Given data Block Start
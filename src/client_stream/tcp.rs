use super::{ClientStream, DisposeFlag, EndpointPair, StreamId};
use crate::error::SessionError;
use async_trait::async_trait;
use socket2::SockRef;
use std::io;
use std::mem::MaybeUninit;
use std::net::Shutdown;
use std::time::Duration;
use tokio::net::TcpStream;
use tracing::debug;

/// 默认的优雅关闭时间预算
const DEFAULT_DISPOSE_TIMEOUT: Duration = Duration::from_secs(2);

/// 基于 TCP 连接的客户端流
pub struct TcpClientStream {
    stream: TcpStream,
    endpoints: EndpointPair,
    stream_id: StreamId,
    disposed: DisposeFlag,
    dispose_timeout: Duration,
}

impl TcpClientStream {
    pub fn new(stream: TcpStream) -> io::Result<Self> {
        let endpoints = EndpointPair::new(stream.local_addr()?, stream.peer_addr()?);
        Ok(Self {
            stream,
            endpoints,
            stream_id: StreamId::new(),
            disposed: DisposeFlag::new(),
            dispose_timeout: DEFAULT_DISPOSE_TIMEOUT,
        })
    }

    /// 设置优雅关闭的时间预算
    pub fn with_dispose_timeout(mut self, timeout: Duration) -> Self {
        self.dispose_timeout = timeout;
        self
    }

    /// 底层连接，供转发循环读写
    pub fn stream(&self) -> &TcpStream {
        &self.stream
    }

    fn shutdown_both(&self) {
        if let Err(e) = SockRef::from(&self.stream).shutdown(Shutdown::Both) {
            if e.kind() != io::ErrorKind::NotConnected {
                debug!("Stream {} shutdown error: {}", self.endpoints, e);
            }
        }
    }

    /// 关闭写端后等待对端 EOF
    async fn graceful_close(&self) -> io::Result<()> {
        SockRef::from(&self.stream).shutdown(Shutdown::Write)?;

        let mut buf = [0u8; 4096];
        loop {
            self.stream.readable().await?;
            match self.stream.try_read(&mut buf) {
                Ok(0) => return Ok(()),
                // 关闭阶段对端仍在发送的数据直接丢弃
                Ok(_) => continue,
                Err(e) if e.kind() == io::ErrorKind::WouldBlock => continue,
                Err(e) => return Err(e),
            }
        }
    }
}

#[async_trait]
impl ClientStream for TcpClientStream {
    fn stream_id(&self) -> Option<String> {
        self.stream_id.get()
    }

    fn set_stream_id(&self, stream_id: &str) -> Result<(), SessionError> {
        self.stream_id
            .set(stream_id)
            .map_err(|e| e.with_endpoint(self.endpoints.remote))
    }

    fn endpoint_pair(&self) -> EndpointPair {
        self.endpoints
    }

    fn is_disposed(&self) -> bool {
        self.disposed.is_set()
    }

    fn check_is_alive(&self) -> bool {
        if self.disposed.is_set() {
            return false;
        }

        let sock = SockRef::from(&self.stream);
        match sock.take_error() {
            Ok(None) => {}
            Ok(Some(e)) => {
                debug!("Stream {} has socket error: {}", self.endpoints, e);
                return false;
            }
            Err(e) => {
                debug!("Stream {} error check failed: {}", self.endpoints, e);
                return false;
            }
        }

        // 使用 MSG_PEEK 检查连接状态而不消耗数据
        let mut buf = [MaybeUninit::<u8>::uninit(); 1];
        match sock.peek(&mut buf) {
            Ok(0) => false, // EOF，对端已关闭
            Ok(_) => true,
            Err(e) if e.kind() == io::ErrorKind::WouldBlock => true, // 无数据，连接正常
            Err(e) => {
                debug!("Stream {} liveness check failed: {}", self.endpoints, e);
                false
            }
        }
    }

    async fn dispose(&self, graceful: bool) {
        if !self.disposed.begin() {
            return;
        }

        if graceful {
            match tokio::time::timeout(self.dispose_timeout, self.graceful_close()).await {
                Ok(Ok(())) => {
                    debug!("Stream {} closed gracefully", self.endpoints);
                    self.shutdown_both();
                    return;
                }
                Ok(Err(e)) => debug!("Stream {} graceful close failed: {}", self.endpoints, e),
                Err(_) => debug!(
                    "Stream {} graceful close timed out after {:?}, forcing",
                    self.endpoints, self.dispose_timeout
                ),
            }
        }
        self.force_close();
    }

    fn force_close(&self) {
        self.disposed.begin();
        // SO_LINGER=0：关闭时直接发送 RST
        if let Err(e) = SockRef::from(&self.stream).set_linger(Some(Duration::ZERO)) {
            debug!("Stream {} set linger failed: {}", self.endpoints, e);
        }
        self.shutdown_both();
    }
}

#[cfg(test)]
mod tests {
    use super::*;
    use tokio::io::{AsyncReadExt, AsyncWriteExt};
    use tokio::net::TcpListener;

    async fn tcp_pair() -> (TcpStream, TcpStream) {
        let listener = TcpListener::bind("127.0.0.1:0").await.unwrap();
        let addr = listener.local_addr().unwrap();
        let (client, accepted) = tokio::join!(TcpStream::connect(addr), listener.accept());
        (accepted.unwrap().0, client.unwrap())
    }

    #[tokio::test]
    async fn test_endpoints_and_stream_id() {
        let (server, client) = tcp_pair().await;
        let stream = TcpClientStream::new(server).unwrap();

        let pair = stream.endpoint_pair();
        assert_eq!(pair.remote, client.local_addr().unwrap());
        assert_eq!(pair.local, client.peer_addr().unwrap());

        assert!(stream.set_stream_id("s1").is_ok());
        assert!(stream.set_stream_id("s2").is_err());
        assert_eq!(stream.stream_id().as_deref(), Some("s1"));
    }

    #[tokio::test]
    async fn test_liveness_does_not_consume_data() {
        let (server, mut client) = tcp_pair().await;
        let stream = TcpClientStream::new(server).unwrap();

        client.write_all(b"hello").await.unwrap();
        tokio::time::sleep(Duration::from_millis(50)).await;
        assert!(stream.check_is_alive());

        // 数据仍然在缓冲区中
        let mut buf = [0u8; 5];
        stream.stream().readable().await.unwrap();
        let n = stream.stream().try_read(&mut buf).unwrap();
        assert_eq!(&buf[..n], b"hello");
    }

    #[tokio::test]
    async fn test_liveness_detects_peer_close() {
        let (server, client) = tcp_pair().await;
        let stream = TcpClientStream::new(server).unwrap();
        assert!(stream.check_is_alive());

        drop(client);
        tokio::time::sleep(Duration::from_millis(50)).await;
        assert!(!stream.check_is_alive());
    }

    #[tokio::test]
    async fn test_graceful_dispose_sends_eof() {
        let (server, mut client) = tcp_pair().await;
        let stream = TcpClientStream::new(server)
            .unwrap()
            .with_dispose_timeout(Duration::from_millis(500));

        let peer = tokio::spawn(async move {
            let mut buf = Vec::new();
            // 读到 EOF 后关闭自身，完成关闭握手
            client.read_to_end(&mut buf).await.unwrap();
            client.shutdown().await.ok();
            buf.len()
        });

        stream.dispose(true).await;
        assert!(stream.is_disposed());
        assert!(!stream.check_is_alive());
        assert_eq!(peer.await.unwrap(), 0);

        // 第二次调用是空操作
        stream.dispose(false).await;
    }

    #[tokio::test]
    async fn test_force_close_after_cancelled_dispose() {
        let (server, _client) = tcp_pair().await;
        let stream = TcpClientStream::new(server)
            .unwrap()
            .with_dispose_timeout(Duration::from_secs(10));

        // 优雅关闭被外部超时取消，关闭标志已经置位
        let cancelled =
            tokio::time::timeout(Duration::from_millis(50), stream.dispose(true)).await;
        assert!(cancelled.is_err());
        assert!(stream.is_disposed());
        assert_eq!(SockRef::from(stream.stream()).linger().unwrap(), None);

        stream.force_close();
        assert_eq!(
            SockRef::from(stream.stream()).linger().unwrap(),
            Some(Duration::ZERO)
        );
    }

    #[tokio::test]
    async fn test_graceful_dispose_is_bounded() {
        let (server, _client) = tcp_pair().await;
        let stream = TcpClientStream::new(server)
            .unwrap()
            .with_dispose_timeout(Duration::from_millis(100));

        // 对端从不关闭，超时后强制关闭
        let started = std::time::Instant::now();
        stream.dispose(true).await;
        assert!(started.elapsed() < Duration::from_secs(2));
        assert!(stream.is_disposed());
        // 超时后走强制关闭
        assert_eq!(
            SockRef::from(stream.stream()).linger().unwrap(),
            Some(Duration::ZERO)
        );
    }
}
Given data Block End
What you will do –
Report every line containing the string "accepted" in the material.

Output –
        let (client, accepted) = tokio::join!(TcpStream::connect(addr), listener.accept());
        (accepted.unwrap().0, client.unwrap())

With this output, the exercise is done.